Exercise instructions »
Lines with "RowSource": state how many there are in the records below, and nothing else.

Records to use »

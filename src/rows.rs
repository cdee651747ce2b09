//! Row-level collaborators: where string cells come from and go to.
//!
//! The engine never tokenizes text itself. [`io_utils`](crate::io_utils)
//! provides implementations backed by the `csv` crate.

use std::io;

/// Produces rows in input order, the header row first.
pub trait RowSource {
    /// `Ok(None)` signals the end of input.
    fn read_row(&mut self) -> io::Result<Option<Vec<String>>>;
}

/// Consumes rows in output order.
pub trait RowSink {
    fn write_row(&mut self, row: &[String]) -> io::Result<()>;

    /// Rows written before a successful flush are not guaranteed to be persisted.
    fn flush(&mut self) -> io::Result<()>;
}

impl<S: RowSource + ?Sized> RowSource for &mut S {
    fn read_row(&mut self) -> io::Result<Option<Vec<String>>> {
        (**self).read_row()
    }
}

impl<K: RowSink + ?Sized> RowSink for &mut K {
    fn write_row(&mut self, row: &[String]) -> io::Result<()> {
        (**self).write_row(row)
    }

    fn flush(&mut self) -> io::Result<()> {
        (**self).flush()
    }
}

impl<S: RowSource + ?Sized> RowSource for Box<S> {
    fn read_row(&mut self) -> io::Result<Option<Vec<String>>> {
        (**self).read_row()
    }
}

impl<K: RowSink + ?Sized> RowSink for Box<K> {
    fn write_row(&mut self, row: &[String]) -> io::Result<()> {
        (**self).write_row(row)
    }

    fn flush(&mut self) -> io::Result<()> {
        (**self).flush()
    }
}
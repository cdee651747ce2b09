//! The immutable, session-scoped pairing of a schema with a header row.
//!
//! Construction runs introspection, then header reconciliation, then freezes
//! the result. Any failure along the way rejects the session outright; once
//! built, the same value serves every row.

use std::{fmt, marker::PhantomData, sync::Arc};

use log::debug;

use crate::{
    assemble,
    config::{Config, HeaderStyle},
    descriptor::FieldDescriptor,
    error::{Error, Result},
    introspect::{Schema, schema_of},
    matcher::{MatchTable, match_headers},
    mismatch::{self, MismatchReport},
    project,
    record::Record,
};

pub struct ValidatedSchema<T> {
    schema: Arc<Schema>,
    headers: Vec<String>,
    match_table: Option<MatchTable>,
    mismatch: MismatchReport,
    header_style: HeaderStyle,
    record: PhantomData<fn() -> T>,
}

impl<T: Record> ValidatedSchema<T> {
    /// Read path: reconcile `T` with the header row of the input.
    pub fn for_input(config: &Config, headers: &[String]) -> Result<Self> {
        let schema = schema_of::<T>()?;

        let mismatch = mismatch::analyze(schema.fields(), headers);
        if mismatch.no_overlap(headers.len()) {
            return Err(Error::NoHeaderOverlap {
                expected: schema.header_names(),
                found: mismatch.unmatched_headers,
            });
        }
        if config.fail_if_unmatched_struct_fields && !mismatch.unmatched_fields.is_empty() {
            return Err(Error::UnmatchedStructFields(mismatch.unmatched_fields));
        }
        if config.fail_if_duplicate_header_names {
            if let Some(duplicate) = mismatch::first_duplicate(headers) {
                return Err(Error::DuplicateHeaderName(duplicate.to_string()));
            }
        }

        let match_table = match_headers(
            &schema,
            headers,
            config.align_duplicate_headers_with_field_order,
        );
        debug!(
            "Matched {}/{} header(s) to '{}' ({} unmatched field name(s))",
            match_table.matched_count(),
            headers.len(),
            schema.type_name(),
            mismatch.unmatched_fields.len()
        );

        Ok(Self {
            schema,
            headers: headers.to_vec(),
            match_table: Some(match_table),
            mismatch,
            header_style: config.header_style,
            record: PhantomData,
        })
    }

    /// Write path: no header row to reconcile, so strictness options do not apply.
    pub fn for_output(config: &Config) -> Result<Self> {
        let schema = schema_of::<T>()?;
        let mismatch = mismatch::analyze(schema.fields(), &[]);
        debug!(
            "Prepared '{}' for output with {} column(s)",
            schema.type_name(),
            schema.len()
        );
        Ok(Self {
            schema,
            headers: Vec::new(),
            match_table: None,
            mismatch,
            header_style: config.header_style,
            record: PhantomData,
        })
    }

    pub fn assemble(&self, row: &[String]) -> Result<T> {
        match &self.match_table {
            Some(table) => assemble::assemble(&self.schema, table, row),
            None => assemble::assemble(&self.schema, &MatchTable::default(), row),
        }
    }

    pub fn project(&self, record: &T) -> Result<Vec<String>> {
        project::project(&self.schema, record)
    }

    pub fn output_headers(&self) -> Vec<String> {
        project::project_headers(&self.schema, self.header_style)
    }
}

impl<T> ValidatedSchema<T> {
    pub fn schema(&self) -> &Schema {
        &self.schema
    }

    pub fn fields(&self) -> &[FieldDescriptor] {
        self.schema.fields()
    }

    /// Input headers this schema was validated against; empty for output.
    pub fn headers(&self) -> &[String] {
        &self.headers
    }

    pub fn match_table(&self) -> Option<&MatchTable> {
        self.match_table.as_ref()
    }

    pub fn mismatch(&self) -> &MismatchReport {
        &self.mismatch
    }

    pub fn record_type(&self) -> &'static str {
        self.schema.type_name()
    }

    /// The field the input column at `position` is bound to.
    pub fn field_for_column(&self, position: usize) -> Option<&FieldDescriptor> {
        let index = self.match_table.as_ref()?.field_index(position)?;
        self.schema.fields().get(index)
    }
}

impl<T> fmt::Debug for ValidatedSchema<T> {
    fn fmt(&self, f: &mut fmt::Formatter<'_>) -> fmt::Result {
        f.debug_struct("ValidatedSchema")
            .field("record_type", &self.record_type())
            .field("headers", &self.headers)
            .field("match_table", &self.match_table)
            .field("mismatch", &self.mismatch)
            .finish()
    }
}
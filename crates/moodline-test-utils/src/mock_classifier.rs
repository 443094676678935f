// SPDX-FileCopyrightText: 2026 Moodline Contributors
// SPDX-License-Identifier: MIT OR Apache-2.0

//! Mock hosted classifier returning a fixed score.

use std::sync::Arc;
use std::sync::atomic::{AtomicUsize, Ordering};

use async_trait::async_trait;

use moodline_core::MoodlineError;
use moodline_core::traits::{PluginAdapter, SentimentClassifier};
use moodline_core::types::{AdapterType, HealthStatus};

/// Classifier double. `None` behaves like an unconfigured or failing service.
#[derive(Debug, Clone, Default)]
pub struct MockClassifier {
    score: Option<f64>,
    calls: Arc<AtomicUsize>,
}

impl MockClassifier {
    /// Always returns `score`.
    pub fn returning(score: f64) -> Self {
        Self {
            score: Some(score),
            calls: Arc::default(),
        }
    }

    /// Always returns `None`.
    pub fn unavailable() -> Self {
        Self::default()
    }

    /// Number of `classify` calls observed.
    pub fn calls(&self) -> usize {
        self.calls.load(Ordering::SeqCst)
    }
}

#[async_trait]
impl PluginAdapter for MockClassifier {
    fn name(&self) -> &str {
        "mock-classifier"
    }

    fn version(&self) -> semver::Version {
        semver::Version::new(0, 1, 0)
    }

    fn adapter_type(&self) -> AdapterType {
        AdapterType::Classifier
    }

    async fn health_check(&self) -> Result<HealthStatus, MoodlineError> {
        Ok(match self.score {
            Some(_) => HealthStatus::Healthy,
            None => HealthStatus::Degraded("mock classifier has no score".into()),
        })
    }
}

#[async_trait]
impl SentimentClassifier for MockClassifier {
    async fn classify(&self, _text: &str) -> Option<f64> {
        self.calls.fetch_add(1, Ordering::SeqCst);
        self.score
    }
}

#[cfg(test)]
mod tests {
    use super::*;

    #[tokio::test]
    async fn counts_calls() {
        let classifier = MockClassifier::returning(0.4);
        assert_eq!(classifier.classify("a").await, Some(0.4));
        assert_eq!(classifier.classify("b").await, Some(0.4));
        assert_eq!(classifier.calls(), 2);
        assert_eq!(MockClassifier::unavailable().classify("c").await, None);
    }
}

Result for this task »
3